Developing A Formyl Peptide Receptor Targeted Tracer For SPECT Imaging Of Leukocyte Recruitment

P. M Holloway1,2, G. J Stasiuk1, N. J Long1, F. N. E. Gavins2. 1Imperial College London, London, UK, 2Louisiana State University, Louisiana, USA

Leukocyte recruitment is a hallmark of the inflammatory response, thus non invasive imagining of leukocyte infiltration may provide a dynamic and localised read out of inflammatory events, aiding diagnosis of disease and drug discovery. Single Photon Emission Computed Tomography (SPECT) is a sensitive and versatile tomographic imaging technique allowing 3D localisation of a desired target or process, through the detection of a gamma emitting tracer. Current methodologies for imaging leukocytes are hampered by lack of specificity or require laborious and potentially hazardous ex vivo labelling of cells. Developing radio labelled ligands with high affinity for leukocyte receptors may provide a novel method for labelling leukocytes in situ. We have thus targeted the Formyl Peptide Receptor (FPR)-1, which is highly expressed on leukocytes, using an antagonist, cFLFLFK, conjugated to a tetraglycine chelate to allow for incorporation of 99mTc, a widely used radioisotope. An ideal radiotracer should show high receptor affinity and specificity while also having limited physiological effects on the target cells. Here in we test the receptor binding and in vitro effects of this prospective tracer on human leukocytes to assess its suitability for in vivo imaging of inflammation.

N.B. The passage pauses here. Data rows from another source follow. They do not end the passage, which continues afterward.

//! exit, return, break, continue.

use crate::interpreter::control_flow::{ControlFlow, ExecOutcome};
use crate::interpreter::errors::ExecError;
use crate::interpreter::interpreter::Interpreter;

pub fn handle_exit(interp: &mut Interpreter, args: &[String]) -> Result<ExecOutcome, ExecError> {
    let status = match args.first() {
        None => interp.env.last_status,
        Some(a) => match a.parse::<i64>() {
            Ok(n) => (n & 0xff) as i32,
            Err(_) => {
                interp.diagnostic(&format!("exit: {}: numeric argument required", a));
                2
            }
        },
    };
    Ok(ExecOutcome::exit(status))
}

pub fn handle_return(interp: &mut Interpreter, args: &[String]) -> Result<ExecOutcome, ExecError> {
    if interp.func_depth == 0 && interp.source_depth == 0 {
        interp.diagnostic("return: can only `return' from a function or sourced script");
        return Ok(ExecOutcome::status(1));
    }
    let status = match args.first() {
        None => interp.env.last_status,
        Some(a) => match a.parse::<i64>() {
            Ok(n) => (n & 0xff) as i32,
            Err(_) => {
                interp.diagnostic(&format!("return: {}: numeric argument required", a));
                return Ok(ExecOutcome::status(2));
            }
        },
    };
    Ok(ExecOutcome { status, flow: ControlFlow::Return })
}

pub fn handle_break(interp: &mut Interpreter, args: &[String]) -> Result<ExecOutcome, ExecError> {
    loop_control(interp, args, "break")
}

pub fn handle_continue(interp: &mut Interpreter, args: &[String]) -> Result<ExecOutcome, ExecError> {
    loop_control(interp, args, "continue")
}

fn loop_control(
    interp: &mut Interpreter,
    args: &[String],
    which: &str,
) -> Result<ExecOutcome, ExecError> {
    let n: i64 = match args.first() {
        None => 1,
        Some(a) => match a.parse() {
            Ok(v) => v,
            Err(_) => {
                interp.diagnostic(&format!("{}: {}: numeric argument required", which, a));
                return Ok(ExecOutcome::status(2));
            }
        },
    };
    if n < 1 {
        interp.diagnostic(&format!("{}: {}: loop count out of range", which, n));
        return Ok(ExecOutcome::status(1));
    }
    if interp.loop_depth == 0 {
        interp.diagnostic(&format!(
            "{}: only meaningful in a `for', `while', or `until' loop",
            which
        ));
        return Ok(ExecOutcome::success());
    }
    let levels = (n as u32).min(interp.loop_depth);
    let flow = if which == "break" {
        ControlFlow::Break(levels)
    } else {
        ControlFlow::Continue(levels)
    };
    Ok(ExecOutcome { status: 0, flow })
}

In vivo experiments were performed using a ‘cold’ chemistry alternative to the tracer where by rhenium (Re) was chelated to the ligand to mimic 99mTc. Competitive ligand binding assays were performed using HEK293 cells transfected to stably express FPR1. Cells were incubated for 90 min with various concentrations of Re.cFLFLFK (1x10-5–1x10-10M) and a fixed concentration of [125I]-fNleLeuPheNleTyrLys. Following three wash steps the remaining 125I signal was measured on a gamma counter and IC50 determined from binding curves. Effects on Leukocyte function were assessed in human neutrophils isolated from healthy adults. Chemotactic responses of cells were investigated using neuroprobeTM chemotaxis plates. Neutrophils (4x106 cells/ml) were pre treated with Re.cFLFLFK or the native peptide (0.1- 300nM) before being exposed to a chemoatractant gradient IL-8 (100ng/ml) for 90 min. The number of cells migrated across the membrane were then counted manually on a haemocytometer. Neutrophil inflammatory cytokine release was assessed in terms of TNF-α stimulated IL-1B release. 1x106 cells/ml were incubated with RecFLFLFK, or native peptide before being exposed to 10nM TNF-α and incubated for 18h. Supernatants were collected and IL-1β protein levels determined using an ELISA MAXTM IL-1β ELISA kit (BioLegend). Statistical evaluation was performed using ANOVA with Bonferroni post hoc analyses N = 4 for each group. P<0.05 was considered significant

Receptor binding assays revealed an IC50 of 18nM for Re.cFLFLFK which was not dissimilar from the native peptide, suggesting tetraglycine chelation does not significantly affect receptor binding. Many FPR ligands exhibit potent effects on neutrophil inflammatory function, thus we investigated our proposed FPR antagonist based tracer in chemotaxis and IL-1B release assays. Re.cFLFLFK showed no intrinsic chemoattractive activity, not inducing greater migration that vehicle alone. While exposure to an IL-8 gradient caused a 10 fold increase in migrated cells, pre incubation with Re.cFLFLFK had no effect on this response. Furthermore none of the Re.cFLFLFK concentrations tested caused IL-1β release above vehicle or affected TNF-α stimulated IL-1β release. The proposed SPECT tracer shows promise in that it displays high receptor affinity while having no effect on inflammatory function. Preliminary in vivo SPECT scans in a murine LPS model of inflammation also show increased signal at the site of LPS injection.